A greater proportion of pregnant women had stage II breast cancer (60.1% vs. 56.1%; P = .035), grade 3 tumors (74% vs. 62.2%; P < .001), hormone receptor-negative tumors (48.4% vs. 34%; P < .001) and triple-negative disease (38.9% vs. 26.9%; P < .001) compared with women who were not pregnant.
Median follow-up was 66 months.
Researchers observed no difference in outcomes between pregnant and nonpregnant women in terms of DFS (HR = 1.02; 95% CI, 0.82-1.27) and OS (HR = 1.08; 95% CI, 0.81-1.45).
There also was no difference in DFS (HR = 0.81; 95% CI, 0.62-1.06) and OS (HR = 0.85; 95% CI, 0.58-1.23) in a subgroup of 339 women who received more than 60% of chemotherapy during pregnancy.

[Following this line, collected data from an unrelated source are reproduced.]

impl ModerationPanel {
    pub fn new(memorial_id: impl Into<String>, service: Arc<dyn ModerationService>) -> Self {
        Self {
            memorial_id: memorial_id.into(),
            service,
            form: ModerationSettings::default(),
            configuration_loaded: false,
            pager: CommentPager::new(ADMIN_PAGE_SIZE),
            signals: Signals::default(),
        }
    }

    #[must_use]
    pub fn with_page_size(mut self, page_size: u32) -> Self {
        self.pager = CommentPager::new(page_size);
        self
    }

    pub fn memorial_id(&self) -> &str {
        &self.memorial_id
    }

    /// Form state, as loaded or as edited since.
    pub fn form(&self) -> &ModerationSettings {
        &self.form
    }

    pub fn form_mut(&mut self) -> &mut ModerationSettings {
        &mut self.form
    }

    pub fn is_configuration_loaded(&self) -> bool {
        self.configuration_loaded
    }

    pub fn comments(&self) -> &[Comment] {
        self.pager.comments()
    }

    pub fn pagination(&self) -> Pagination {
        self.pager.pagination()
    }

    pub fn is_loading_page(&self) -> bool {
        self.pager.is_loading()
    }

    pub fn has_more(&self) -> bool {
        self.pager.has_more()
    }

    pub fn status(&self) -> Option<&Notice> {
        self.signals.status()
    }

    pub fn drain_events(&mut self) -> Vec<UiEvent> {
        self.signals.drain()
    }

    pub fn dismiss_expired(&mut self, now: Instant) {
        self.signals.dismiss_expired(now);
    }

    /// Populate the form from the comment settings and the stored codes.
    pub fn load_configuration(&mut self) -> Result<(), CommentError> {
        self.signals.clear_status();
        debug!("Loading moderation settings for {}", self.memorial_id);

        let config = match self.service.get_settings(&self.memorial_id) {
            Ok(config) => config,
            Err(err) => return Err(self.reject(err)),
        };
        let codes = match self.service.get_memorial_codes(&self.memorial_id) {
            Ok(codes) => codes,
            Err(err) => return Err(self.reject(err)),
        };

        self.form = ModerationSettings {
            codigo_familiar: codes.codigo_familiar.unwrap_or_default(),
            codigo_cliente: codes.codigo_cliente.unwrap_or_default(),
            habilitados: config.habilitados,
            mensaje: config.mensaje.unwrap_or_default(),
        };
        self.configuration_loaded = true;
        Ok(())
    }

    /// Fetch `page` of the unfiltered listing.
    ///
    /// Requires [`load_configuration`](Self::load_configuration) first.
    pub fn load_comments(&mut self, page: u32) -> Result<(), CommentError> {
        let ticket = self.begin_page_load(page)?;
        let result = self.service.list_admin_comments(
            &self.memorial_id,
            ticket.page(),
            self.pager.page_size(),
        );
        self.finish_page_load(ticket, result).map(|_| ())
    }

    pub fn begin_page_load(&mut self, page: u32) -> Result<PageTicket, CommentError> {
        if !self.configuration_loaded {
            let err = CommentError::NotReady;
            self.signals.notify(Notice::error(err.user_message()));
            return Err(err);
        }
        Ok(self.pager.begin(page))
    }

    /// Apply a listing result. `Ok(false)` means the response was stale.
    pub fn finish_page_load(
        &mut self,
        ticket: PageTicket,
        result: Result<CommentPage, ServiceError>,
    ) -> Result<bool, CommentError> {
        match result {
            Ok(page) => Ok(self.pager.complete(ticket, page)),
            Err(err) => {
                if !self.pager.fail(ticket) {
                    return Ok(false);
                }
                Err(self.reject(err))
            }
        }
    }

    pub fn load_next_page(&mut self) -> Result<(), CommentError> {
        if self.pager.is_loading() || !self.pager.has_more() {
            return Ok(());
        }
        self.load_comments(self.pager.pagination().pagina_actual + 1)
    }

    /// Persist the whole form in one call.
    ///
    /// On success `on_saved` receives the stored settings. On failure the
    /// form keeps the administrator's edits.
    pub fn save_configuration(
        &mut self,
        on_saved: impl FnOnce(&ModerationSettings),
    ) -> Result<(), CommentError> {
        self.signals.clear_status();
        let settings = ModerationSettings {
            codigo_familiar: self.form.codigo_familiar.trim().to_owned(),
            codigo_cliente: self.form.codigo_cliente.trim().to_owned(),
            habilitados: self.form.habilitados,
            mensaje: self.form.mensaje.trim().to_owned(),
        };

        match self.service.save_configuration(&self.memorial_id, &settings) {
            Ok(saved) => {
                info!("Saved comment settings for memorial {}", self.memorial_id);
                self.form = saved;
                self.signals
                    .notify(Notice::success("Configuración guardada correctamente"));
                on_saved(&self.form);
                Ok(())
            }
            Err(err) => Err(self.reject(err)),
        }
    }

    /// Replace both codes in the form with server-generated ones.
    ///
    /// Nothing is persisted until [`save_configuration`](Self::save_configuration).
    pub fn generate_both_codes(&mut self) -> Result<(), CommentError> {
        self.signals.clear_status();
        match self.service.generate_codes(&self.memorial_id) {
            Ok(codes) => {
                let text = format!(
                    "Códigos generados:\nFamiliar: {}\nCliente: {}\nGuarde la configuración para aplicarlos.",
                    codes.codigo_familiar, codes.codigo_cliente
                );
                self.form.codigo_familiar = codes.codigo_familiar;
                self.form.codigo_cliente = codes.codigo_cliente;
                self.signals.notify(Notice::success_long(text));
                Ok(())
            }
            Err(err) => Err(self.reject(err)),
        }
    }

    /// Replace only the client code in the form.
    pub fn generate_client_code_only(&mut self) -> Result<(), CommentError> {
        self.signals.clear_status();
        match self.service.generate_client_code(&self.memorial_id) {
            Ok(code) => {
                let text = format!(
                    "Código de cliente generado: {code}\nGuarde la configuración para aplicarlo."
                );
                self.form.codigo_cliente = code;
                self.signals.notify(Notice::success_long(text));
                Ok(())
            }
            Err(err) => Err(self.reject(err)),
        }
    }

    /// Delete a comment (with its replies) or a single reply.
    ///
    /// Asks `confirm` first; a declined prompt returns `Ok(false)` without
    /// a remote call. On success page 1 is refetched instead of splicing the
    /// list locally, so the server's cascade is reflected exactly.
    pub fn delete_comment(
        &mut self,
        comment_id: &str,
        is_reply: bool,
        confirm: &dyn Confirm,
    ) -> Result<bool, CommentError> {
        let prompt = if is_reply {
            DELETE_REPLY_PROMPT
        } else {
            DELETE_COMMENT_PROMPT
        };
        if !confirm.confirm(prompt) {
            debug!("Deletion of {} declined", comment_id);
            return Ok(false);
        }

        self.signals.clear_status();
        if let Err(err) = self.service.delete_comment(comment_id) {
            warn!("Deleting {} failed: {}", comment_id, err);
            return Err(self.reject(err));
        }

        info!(
            "Deleted {} {} on memorial {}",
            if is_reply { "reply" } else { "comment" },
            comment_id,
            self.memorial_id
        );
        let text = if is_reply {
            "Respuesta eliminada"
        } else {
            "Comentario eliminado"
        };
        self.signals.notify(Notice::success(text));
        if let Err(err) = self.load_comments(1) {
            warn!("Reload after delete failed: {}", err);
        }
        Ok(true)
    }

    /// Stop applying listing responses.
    pub fn dispose(&mut self) {
        self.pager.dispose();
    }

    fn reject(&mut self, err: ServiceError) -> CommentError {
        let err = CommentError::from(err);
        self.signals.notify(Notice::error(err.user_message()));
        err
    }
}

“[Importantly, it may be that] these findings can be extrapolated to other less common cancer types where this chemodilution issue also exists,” Amant said.
“Chemodilution varies along the chemical properties and is most important for paclitaxel,” he added. “A study on the safe use of paclitaxel during pregnancy may be a future avenue of research.”